As we are moving deeper I am making this topic to talk about some AVCHD encoder things.
It is about QStep table (52 elements table each [i+6] item is doubled compared to [i] item). As I am looking at this table in GH2 video encoder code. I want to complety understand its role in quanization.
Do not post there if you do not understand that it is about. Any stupid questions will be deleted instantly. Otherwise any info from knowledgeable people are welcome.
pertinent info from the pdf: "H.264 supports a total of 52 values of quantiser step size (Qstep), which are indexed by the QP. The value of step size doubles for every increment of 6 in QP. For instance, as seen in the Table1.1, when quantiser step increases from 1 to 2, the index QP changes from 4 to 10, and ∆QP (DQ) equals to 6.
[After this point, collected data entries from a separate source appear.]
//! Storage Layer
//!
//! SQLite persistence for engineered customer features, the feature metadata
//! catalog and training set lineage. A repository owns one connection and is
//! the only writer of its database; concurrent writers are not supported.

mod quality;
mod records;
mod repository;
mod schema;
mod sql;

pub use quality::data_quality_score;
pub use records::{
    target_distribution, FeatureMetadataRecord, FeatureType, TrainingSetHandle, TrainingSetRecord,
};
pub use repository::{FeatureRepository, StorageConfig};
pub use schema::{FEATURE_TABLE, METADATA_TABLE, TRAINING_SETS_TABLE};

use feature_frame::FrameError;
use thiserror::Error;

/// Storage errors
#[derive(Debug, Error)]
pub enum StorageError {
    #[error("Database error: {0}")]
    Database(#[from] sqlx::Error),
    #[error("I/O error: {0}")]
    Io(#[from] std::io::Error),
    #[error("Frame error: {0}")]
    Frame(#[from] FrameError),
    #[error("Unknown feature column: {0}")]
    UnknownColumn(String),
    #[error("Invalid stored record: {0}")]
    InvalidRecord(String),
}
The QP used for each picture is called “base QP” or “picture QP. If the QP changes for macroblocks in a picture, the base QP is the average QP for the picture. Using “fixed QP” means that all macroblocks in a sequence are encoded with a fixed constant QP. In contrast, a rate control” method may be used to control the bit rate by adjusting the base QP between pictures. When the bit rate is exceeding the target bit rate, the base QP is increased by the rate control. In this case, several base QPs are used when encoding one sequence.
Encoding with a higher QP results in less bit cost but poorer quality and vice versa."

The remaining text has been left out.